■ Task description
Compute how many lines below contain the word "expected" and respond with that number only.

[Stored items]

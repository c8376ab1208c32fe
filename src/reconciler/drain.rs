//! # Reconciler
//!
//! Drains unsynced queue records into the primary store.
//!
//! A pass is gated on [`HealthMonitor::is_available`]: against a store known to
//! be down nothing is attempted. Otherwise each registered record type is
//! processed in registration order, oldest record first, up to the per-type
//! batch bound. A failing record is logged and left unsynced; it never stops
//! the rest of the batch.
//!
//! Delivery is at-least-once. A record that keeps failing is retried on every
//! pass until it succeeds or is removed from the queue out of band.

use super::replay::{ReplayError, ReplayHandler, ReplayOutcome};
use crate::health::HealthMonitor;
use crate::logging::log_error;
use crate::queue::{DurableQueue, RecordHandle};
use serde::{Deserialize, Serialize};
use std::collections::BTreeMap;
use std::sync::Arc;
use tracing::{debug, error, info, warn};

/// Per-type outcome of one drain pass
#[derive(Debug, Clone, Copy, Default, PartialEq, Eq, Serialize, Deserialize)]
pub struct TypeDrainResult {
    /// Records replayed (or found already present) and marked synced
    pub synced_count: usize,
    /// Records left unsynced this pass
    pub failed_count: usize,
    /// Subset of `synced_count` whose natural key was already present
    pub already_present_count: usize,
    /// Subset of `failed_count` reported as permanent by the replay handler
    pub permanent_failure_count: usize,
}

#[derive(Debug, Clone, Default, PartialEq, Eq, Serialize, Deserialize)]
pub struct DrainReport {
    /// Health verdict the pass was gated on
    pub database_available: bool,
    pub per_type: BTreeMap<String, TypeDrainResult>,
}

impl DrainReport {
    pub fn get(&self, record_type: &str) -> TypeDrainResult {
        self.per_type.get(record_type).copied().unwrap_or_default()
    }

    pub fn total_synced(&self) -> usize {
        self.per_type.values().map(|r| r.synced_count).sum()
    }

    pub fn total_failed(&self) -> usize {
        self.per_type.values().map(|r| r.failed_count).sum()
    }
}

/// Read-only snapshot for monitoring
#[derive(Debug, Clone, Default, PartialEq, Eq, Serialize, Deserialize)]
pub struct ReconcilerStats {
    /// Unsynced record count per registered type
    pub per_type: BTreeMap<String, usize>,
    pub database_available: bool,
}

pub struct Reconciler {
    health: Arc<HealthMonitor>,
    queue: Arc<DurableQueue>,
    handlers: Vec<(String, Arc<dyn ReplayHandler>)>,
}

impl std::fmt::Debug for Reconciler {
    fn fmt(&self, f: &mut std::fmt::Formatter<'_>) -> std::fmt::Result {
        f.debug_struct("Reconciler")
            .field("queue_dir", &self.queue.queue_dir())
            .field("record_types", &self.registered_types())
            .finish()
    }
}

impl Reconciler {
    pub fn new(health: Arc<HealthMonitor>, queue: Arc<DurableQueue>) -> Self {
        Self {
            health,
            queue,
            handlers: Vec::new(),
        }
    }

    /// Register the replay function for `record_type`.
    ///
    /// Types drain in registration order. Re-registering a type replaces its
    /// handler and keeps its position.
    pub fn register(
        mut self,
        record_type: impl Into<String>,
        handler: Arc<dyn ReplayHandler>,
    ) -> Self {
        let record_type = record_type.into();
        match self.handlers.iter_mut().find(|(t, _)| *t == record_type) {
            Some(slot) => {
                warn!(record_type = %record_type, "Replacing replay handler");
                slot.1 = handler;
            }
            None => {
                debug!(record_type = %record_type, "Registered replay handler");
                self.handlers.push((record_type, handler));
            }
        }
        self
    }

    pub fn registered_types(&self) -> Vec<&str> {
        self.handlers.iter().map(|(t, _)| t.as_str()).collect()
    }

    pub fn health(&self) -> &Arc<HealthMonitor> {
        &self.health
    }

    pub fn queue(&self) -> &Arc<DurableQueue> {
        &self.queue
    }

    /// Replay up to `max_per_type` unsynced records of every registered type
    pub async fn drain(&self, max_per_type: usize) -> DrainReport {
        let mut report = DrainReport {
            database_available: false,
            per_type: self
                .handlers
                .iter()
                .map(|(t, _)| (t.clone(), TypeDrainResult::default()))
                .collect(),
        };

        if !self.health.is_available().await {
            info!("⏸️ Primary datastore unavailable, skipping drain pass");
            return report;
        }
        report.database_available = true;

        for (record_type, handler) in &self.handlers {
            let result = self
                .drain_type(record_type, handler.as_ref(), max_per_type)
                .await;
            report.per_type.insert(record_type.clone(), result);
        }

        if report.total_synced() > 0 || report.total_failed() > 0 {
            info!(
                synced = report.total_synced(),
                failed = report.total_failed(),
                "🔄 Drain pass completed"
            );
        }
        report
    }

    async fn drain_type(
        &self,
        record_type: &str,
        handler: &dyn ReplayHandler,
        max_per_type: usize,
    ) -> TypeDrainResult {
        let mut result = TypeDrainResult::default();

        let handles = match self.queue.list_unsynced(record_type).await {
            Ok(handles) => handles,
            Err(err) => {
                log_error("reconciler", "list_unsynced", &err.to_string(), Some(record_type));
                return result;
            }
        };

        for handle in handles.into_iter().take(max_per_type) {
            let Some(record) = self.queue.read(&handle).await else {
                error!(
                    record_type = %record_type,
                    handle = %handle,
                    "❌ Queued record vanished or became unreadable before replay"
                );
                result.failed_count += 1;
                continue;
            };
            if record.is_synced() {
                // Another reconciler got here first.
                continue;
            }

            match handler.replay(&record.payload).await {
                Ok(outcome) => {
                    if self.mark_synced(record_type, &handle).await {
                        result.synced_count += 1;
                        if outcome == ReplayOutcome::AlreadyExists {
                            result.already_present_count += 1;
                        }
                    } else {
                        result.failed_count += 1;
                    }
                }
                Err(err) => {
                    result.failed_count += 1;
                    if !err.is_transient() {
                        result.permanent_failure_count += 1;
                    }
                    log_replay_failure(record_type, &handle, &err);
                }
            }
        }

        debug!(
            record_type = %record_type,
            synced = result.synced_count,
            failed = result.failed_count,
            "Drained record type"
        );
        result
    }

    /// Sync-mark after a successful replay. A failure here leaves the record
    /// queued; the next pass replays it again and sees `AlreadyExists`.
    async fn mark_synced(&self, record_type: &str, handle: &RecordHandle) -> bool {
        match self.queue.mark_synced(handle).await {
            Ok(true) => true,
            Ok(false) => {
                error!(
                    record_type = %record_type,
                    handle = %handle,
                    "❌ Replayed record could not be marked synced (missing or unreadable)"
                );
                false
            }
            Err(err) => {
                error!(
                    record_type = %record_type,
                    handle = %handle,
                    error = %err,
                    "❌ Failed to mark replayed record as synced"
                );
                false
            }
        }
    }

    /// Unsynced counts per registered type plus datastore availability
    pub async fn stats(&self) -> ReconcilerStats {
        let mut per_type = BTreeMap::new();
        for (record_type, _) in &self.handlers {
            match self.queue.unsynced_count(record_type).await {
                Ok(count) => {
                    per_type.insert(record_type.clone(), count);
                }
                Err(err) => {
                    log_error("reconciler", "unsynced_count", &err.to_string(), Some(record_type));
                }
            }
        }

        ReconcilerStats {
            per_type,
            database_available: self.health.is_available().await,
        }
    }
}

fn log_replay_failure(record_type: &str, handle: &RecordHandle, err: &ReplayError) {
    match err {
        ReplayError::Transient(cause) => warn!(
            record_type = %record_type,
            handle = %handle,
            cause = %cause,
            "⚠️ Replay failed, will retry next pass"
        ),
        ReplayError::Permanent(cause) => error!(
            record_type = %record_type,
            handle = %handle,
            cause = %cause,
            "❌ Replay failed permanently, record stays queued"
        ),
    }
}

* * *

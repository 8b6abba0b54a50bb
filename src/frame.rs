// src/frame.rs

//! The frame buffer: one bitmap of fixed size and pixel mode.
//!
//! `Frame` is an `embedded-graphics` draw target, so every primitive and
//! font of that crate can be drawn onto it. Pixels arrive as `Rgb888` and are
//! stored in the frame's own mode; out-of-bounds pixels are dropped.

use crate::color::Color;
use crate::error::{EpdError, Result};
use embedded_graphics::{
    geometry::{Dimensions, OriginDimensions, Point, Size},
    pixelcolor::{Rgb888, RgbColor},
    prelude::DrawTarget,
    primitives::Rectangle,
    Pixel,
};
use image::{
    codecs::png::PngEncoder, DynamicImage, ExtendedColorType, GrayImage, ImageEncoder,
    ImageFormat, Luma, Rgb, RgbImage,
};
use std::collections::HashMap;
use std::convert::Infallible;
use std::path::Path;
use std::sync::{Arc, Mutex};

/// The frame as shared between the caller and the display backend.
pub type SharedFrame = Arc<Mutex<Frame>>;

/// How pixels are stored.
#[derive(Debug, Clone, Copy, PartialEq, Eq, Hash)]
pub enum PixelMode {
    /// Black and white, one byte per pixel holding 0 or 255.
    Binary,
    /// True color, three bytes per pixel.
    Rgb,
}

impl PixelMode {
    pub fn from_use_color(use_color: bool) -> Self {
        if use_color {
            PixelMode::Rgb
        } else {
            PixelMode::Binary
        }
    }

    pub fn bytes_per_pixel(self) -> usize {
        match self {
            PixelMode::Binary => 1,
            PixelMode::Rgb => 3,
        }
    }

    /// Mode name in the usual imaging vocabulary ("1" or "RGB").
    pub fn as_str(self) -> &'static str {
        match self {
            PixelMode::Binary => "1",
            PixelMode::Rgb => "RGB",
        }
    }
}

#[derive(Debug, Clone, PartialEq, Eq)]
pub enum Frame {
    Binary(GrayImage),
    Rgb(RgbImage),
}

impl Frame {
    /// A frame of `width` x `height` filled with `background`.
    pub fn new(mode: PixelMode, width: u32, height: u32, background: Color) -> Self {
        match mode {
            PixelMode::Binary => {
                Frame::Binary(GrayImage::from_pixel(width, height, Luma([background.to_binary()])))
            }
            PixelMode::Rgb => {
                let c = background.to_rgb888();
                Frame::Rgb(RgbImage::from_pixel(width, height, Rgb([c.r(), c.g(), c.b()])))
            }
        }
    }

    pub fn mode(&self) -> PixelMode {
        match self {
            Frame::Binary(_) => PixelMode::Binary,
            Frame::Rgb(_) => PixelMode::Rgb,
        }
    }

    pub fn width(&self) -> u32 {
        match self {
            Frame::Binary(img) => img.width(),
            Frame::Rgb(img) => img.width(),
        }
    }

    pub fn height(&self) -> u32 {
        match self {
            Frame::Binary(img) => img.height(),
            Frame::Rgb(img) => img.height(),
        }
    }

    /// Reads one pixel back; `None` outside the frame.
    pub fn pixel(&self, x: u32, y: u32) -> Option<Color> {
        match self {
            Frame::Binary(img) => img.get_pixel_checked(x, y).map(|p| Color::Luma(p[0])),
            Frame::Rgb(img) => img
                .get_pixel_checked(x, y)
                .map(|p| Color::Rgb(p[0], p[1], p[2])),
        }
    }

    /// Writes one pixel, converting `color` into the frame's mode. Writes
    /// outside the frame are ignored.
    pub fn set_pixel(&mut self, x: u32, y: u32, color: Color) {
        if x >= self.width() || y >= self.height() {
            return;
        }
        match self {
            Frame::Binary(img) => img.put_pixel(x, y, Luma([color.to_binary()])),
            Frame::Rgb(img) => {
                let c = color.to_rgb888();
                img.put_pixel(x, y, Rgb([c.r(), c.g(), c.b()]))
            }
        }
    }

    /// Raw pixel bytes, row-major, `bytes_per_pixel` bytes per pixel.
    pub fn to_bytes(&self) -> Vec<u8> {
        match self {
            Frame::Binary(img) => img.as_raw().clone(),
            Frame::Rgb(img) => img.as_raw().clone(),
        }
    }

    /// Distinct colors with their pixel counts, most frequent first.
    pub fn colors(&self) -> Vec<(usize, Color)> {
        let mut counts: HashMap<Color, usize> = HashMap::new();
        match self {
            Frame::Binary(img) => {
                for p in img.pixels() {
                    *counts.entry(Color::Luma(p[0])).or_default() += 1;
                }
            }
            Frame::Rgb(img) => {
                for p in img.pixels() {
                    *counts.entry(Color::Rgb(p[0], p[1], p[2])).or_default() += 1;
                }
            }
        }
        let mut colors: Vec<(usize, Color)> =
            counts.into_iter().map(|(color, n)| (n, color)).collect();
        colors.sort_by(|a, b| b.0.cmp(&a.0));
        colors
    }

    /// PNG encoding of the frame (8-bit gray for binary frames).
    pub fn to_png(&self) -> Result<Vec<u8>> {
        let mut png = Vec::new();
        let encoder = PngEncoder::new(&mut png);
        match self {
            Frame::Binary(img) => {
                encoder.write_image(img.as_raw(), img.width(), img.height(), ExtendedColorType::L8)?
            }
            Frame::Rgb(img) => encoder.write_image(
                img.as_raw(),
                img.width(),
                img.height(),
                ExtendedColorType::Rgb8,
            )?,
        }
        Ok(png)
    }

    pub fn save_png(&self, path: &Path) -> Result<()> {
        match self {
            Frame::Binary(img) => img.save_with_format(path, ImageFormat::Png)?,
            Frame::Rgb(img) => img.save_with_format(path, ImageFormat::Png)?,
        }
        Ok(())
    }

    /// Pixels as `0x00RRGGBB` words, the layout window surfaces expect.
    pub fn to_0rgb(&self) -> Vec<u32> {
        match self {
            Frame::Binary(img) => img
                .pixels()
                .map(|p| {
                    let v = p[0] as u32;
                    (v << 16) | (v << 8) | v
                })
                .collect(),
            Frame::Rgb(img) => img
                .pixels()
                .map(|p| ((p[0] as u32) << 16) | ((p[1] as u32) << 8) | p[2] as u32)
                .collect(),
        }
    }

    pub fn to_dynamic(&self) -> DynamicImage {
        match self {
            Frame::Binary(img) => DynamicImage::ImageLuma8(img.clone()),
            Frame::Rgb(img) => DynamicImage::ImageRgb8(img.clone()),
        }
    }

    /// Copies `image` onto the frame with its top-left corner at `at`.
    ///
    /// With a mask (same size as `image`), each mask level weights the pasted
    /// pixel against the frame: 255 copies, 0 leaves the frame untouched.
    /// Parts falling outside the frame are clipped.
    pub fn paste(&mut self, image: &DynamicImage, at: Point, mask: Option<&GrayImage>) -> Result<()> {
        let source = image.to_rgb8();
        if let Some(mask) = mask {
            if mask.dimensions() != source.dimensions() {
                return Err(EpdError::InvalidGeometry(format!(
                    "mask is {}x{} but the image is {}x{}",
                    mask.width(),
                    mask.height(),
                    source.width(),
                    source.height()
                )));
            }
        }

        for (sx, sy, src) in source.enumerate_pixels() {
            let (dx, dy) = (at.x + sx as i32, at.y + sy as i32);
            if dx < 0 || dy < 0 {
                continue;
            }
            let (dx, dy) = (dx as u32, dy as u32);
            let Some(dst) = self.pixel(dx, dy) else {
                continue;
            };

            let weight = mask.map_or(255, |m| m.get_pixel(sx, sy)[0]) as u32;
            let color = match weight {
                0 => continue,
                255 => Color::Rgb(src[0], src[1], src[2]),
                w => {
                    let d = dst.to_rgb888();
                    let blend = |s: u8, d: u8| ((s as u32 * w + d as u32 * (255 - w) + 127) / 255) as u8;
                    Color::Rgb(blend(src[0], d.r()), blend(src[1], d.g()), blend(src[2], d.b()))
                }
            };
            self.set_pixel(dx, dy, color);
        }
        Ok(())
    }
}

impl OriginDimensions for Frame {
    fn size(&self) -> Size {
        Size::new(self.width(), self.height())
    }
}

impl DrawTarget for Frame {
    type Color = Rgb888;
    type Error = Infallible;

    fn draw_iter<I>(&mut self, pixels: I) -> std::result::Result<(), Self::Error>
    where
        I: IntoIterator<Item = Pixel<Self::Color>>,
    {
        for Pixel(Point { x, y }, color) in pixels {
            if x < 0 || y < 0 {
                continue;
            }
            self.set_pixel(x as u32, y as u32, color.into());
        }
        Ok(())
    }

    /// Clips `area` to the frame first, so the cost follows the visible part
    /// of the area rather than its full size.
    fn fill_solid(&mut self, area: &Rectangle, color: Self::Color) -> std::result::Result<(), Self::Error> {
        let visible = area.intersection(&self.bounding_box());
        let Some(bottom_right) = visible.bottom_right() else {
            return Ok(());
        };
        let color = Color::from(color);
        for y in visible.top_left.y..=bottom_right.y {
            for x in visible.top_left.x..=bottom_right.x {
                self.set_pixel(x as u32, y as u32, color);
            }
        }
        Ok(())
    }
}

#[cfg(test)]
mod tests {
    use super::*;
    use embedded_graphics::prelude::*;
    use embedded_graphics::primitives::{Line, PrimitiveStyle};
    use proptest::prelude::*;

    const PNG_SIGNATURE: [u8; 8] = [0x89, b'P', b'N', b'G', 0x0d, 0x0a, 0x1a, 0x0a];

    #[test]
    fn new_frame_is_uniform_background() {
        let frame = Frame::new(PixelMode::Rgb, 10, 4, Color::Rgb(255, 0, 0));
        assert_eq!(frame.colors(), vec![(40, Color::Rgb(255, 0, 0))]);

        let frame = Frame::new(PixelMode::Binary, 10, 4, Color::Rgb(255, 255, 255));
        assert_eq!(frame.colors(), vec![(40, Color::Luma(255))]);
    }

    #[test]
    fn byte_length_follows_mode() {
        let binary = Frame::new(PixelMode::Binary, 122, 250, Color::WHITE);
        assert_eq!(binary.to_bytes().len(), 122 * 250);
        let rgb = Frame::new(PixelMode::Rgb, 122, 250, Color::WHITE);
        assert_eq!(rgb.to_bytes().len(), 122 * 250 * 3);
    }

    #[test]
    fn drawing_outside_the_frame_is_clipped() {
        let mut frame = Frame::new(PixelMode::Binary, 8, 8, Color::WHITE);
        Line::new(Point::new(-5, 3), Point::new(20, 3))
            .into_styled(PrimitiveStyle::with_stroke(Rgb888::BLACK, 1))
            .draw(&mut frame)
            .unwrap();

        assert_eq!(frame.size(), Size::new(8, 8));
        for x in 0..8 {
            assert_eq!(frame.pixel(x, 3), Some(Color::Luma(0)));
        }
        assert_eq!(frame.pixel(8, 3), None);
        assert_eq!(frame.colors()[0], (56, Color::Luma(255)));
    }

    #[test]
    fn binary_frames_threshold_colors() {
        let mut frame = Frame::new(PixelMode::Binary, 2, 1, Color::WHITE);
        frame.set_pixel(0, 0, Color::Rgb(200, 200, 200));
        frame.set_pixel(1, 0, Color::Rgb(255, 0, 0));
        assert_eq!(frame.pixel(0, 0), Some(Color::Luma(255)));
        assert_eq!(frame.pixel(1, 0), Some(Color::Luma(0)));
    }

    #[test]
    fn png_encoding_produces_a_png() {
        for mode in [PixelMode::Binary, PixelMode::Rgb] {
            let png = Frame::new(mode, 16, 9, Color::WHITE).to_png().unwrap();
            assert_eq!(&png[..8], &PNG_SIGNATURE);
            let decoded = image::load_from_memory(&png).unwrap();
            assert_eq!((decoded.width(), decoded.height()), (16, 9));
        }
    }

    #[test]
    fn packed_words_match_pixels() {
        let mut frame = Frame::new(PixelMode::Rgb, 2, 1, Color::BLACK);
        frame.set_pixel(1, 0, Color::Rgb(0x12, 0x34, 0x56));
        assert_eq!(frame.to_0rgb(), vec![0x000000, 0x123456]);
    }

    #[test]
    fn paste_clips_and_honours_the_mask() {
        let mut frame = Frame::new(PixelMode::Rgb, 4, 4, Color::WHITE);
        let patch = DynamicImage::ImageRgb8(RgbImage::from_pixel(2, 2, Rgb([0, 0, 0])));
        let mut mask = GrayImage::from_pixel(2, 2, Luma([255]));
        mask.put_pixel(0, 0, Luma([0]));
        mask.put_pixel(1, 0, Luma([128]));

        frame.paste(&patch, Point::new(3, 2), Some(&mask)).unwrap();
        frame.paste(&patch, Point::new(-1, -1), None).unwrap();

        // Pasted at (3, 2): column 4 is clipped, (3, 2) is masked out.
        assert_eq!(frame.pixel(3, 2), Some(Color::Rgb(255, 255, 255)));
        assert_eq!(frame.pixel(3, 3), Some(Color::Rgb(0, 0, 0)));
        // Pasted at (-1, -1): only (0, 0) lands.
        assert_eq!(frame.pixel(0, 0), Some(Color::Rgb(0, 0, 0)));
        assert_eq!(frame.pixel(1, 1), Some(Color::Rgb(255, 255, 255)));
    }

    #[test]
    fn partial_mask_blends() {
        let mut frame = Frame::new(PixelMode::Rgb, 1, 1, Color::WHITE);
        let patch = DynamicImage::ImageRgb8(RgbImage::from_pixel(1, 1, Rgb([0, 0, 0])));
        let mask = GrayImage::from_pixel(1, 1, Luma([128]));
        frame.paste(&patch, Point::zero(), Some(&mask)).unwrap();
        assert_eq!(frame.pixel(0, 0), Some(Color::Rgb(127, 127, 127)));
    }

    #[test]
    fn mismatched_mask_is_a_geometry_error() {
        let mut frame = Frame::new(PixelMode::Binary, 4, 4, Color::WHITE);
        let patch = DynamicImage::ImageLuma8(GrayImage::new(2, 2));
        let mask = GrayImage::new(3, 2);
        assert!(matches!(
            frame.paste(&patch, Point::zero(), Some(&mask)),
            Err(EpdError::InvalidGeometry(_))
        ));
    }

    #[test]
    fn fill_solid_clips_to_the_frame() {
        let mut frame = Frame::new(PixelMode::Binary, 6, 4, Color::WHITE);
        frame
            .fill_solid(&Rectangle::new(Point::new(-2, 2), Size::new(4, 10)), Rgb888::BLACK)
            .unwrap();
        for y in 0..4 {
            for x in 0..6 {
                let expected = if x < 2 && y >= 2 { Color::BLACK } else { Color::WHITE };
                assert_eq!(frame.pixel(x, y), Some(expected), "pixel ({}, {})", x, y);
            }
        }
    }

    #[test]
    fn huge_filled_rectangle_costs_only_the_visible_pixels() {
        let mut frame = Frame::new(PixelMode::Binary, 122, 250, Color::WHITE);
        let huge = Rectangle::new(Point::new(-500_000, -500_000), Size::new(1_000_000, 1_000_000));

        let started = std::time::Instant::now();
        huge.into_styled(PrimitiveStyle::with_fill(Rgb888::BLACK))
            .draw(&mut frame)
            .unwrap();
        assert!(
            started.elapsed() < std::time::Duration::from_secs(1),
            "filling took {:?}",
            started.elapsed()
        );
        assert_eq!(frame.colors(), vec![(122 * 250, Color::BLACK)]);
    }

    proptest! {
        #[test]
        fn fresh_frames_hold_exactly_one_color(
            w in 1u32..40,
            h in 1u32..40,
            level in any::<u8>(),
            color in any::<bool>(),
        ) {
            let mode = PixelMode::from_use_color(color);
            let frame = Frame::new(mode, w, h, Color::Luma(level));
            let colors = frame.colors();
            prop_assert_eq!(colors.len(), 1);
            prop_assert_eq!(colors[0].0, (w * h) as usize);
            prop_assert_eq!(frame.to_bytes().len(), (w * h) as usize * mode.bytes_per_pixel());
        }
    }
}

■ Result of this exercise
2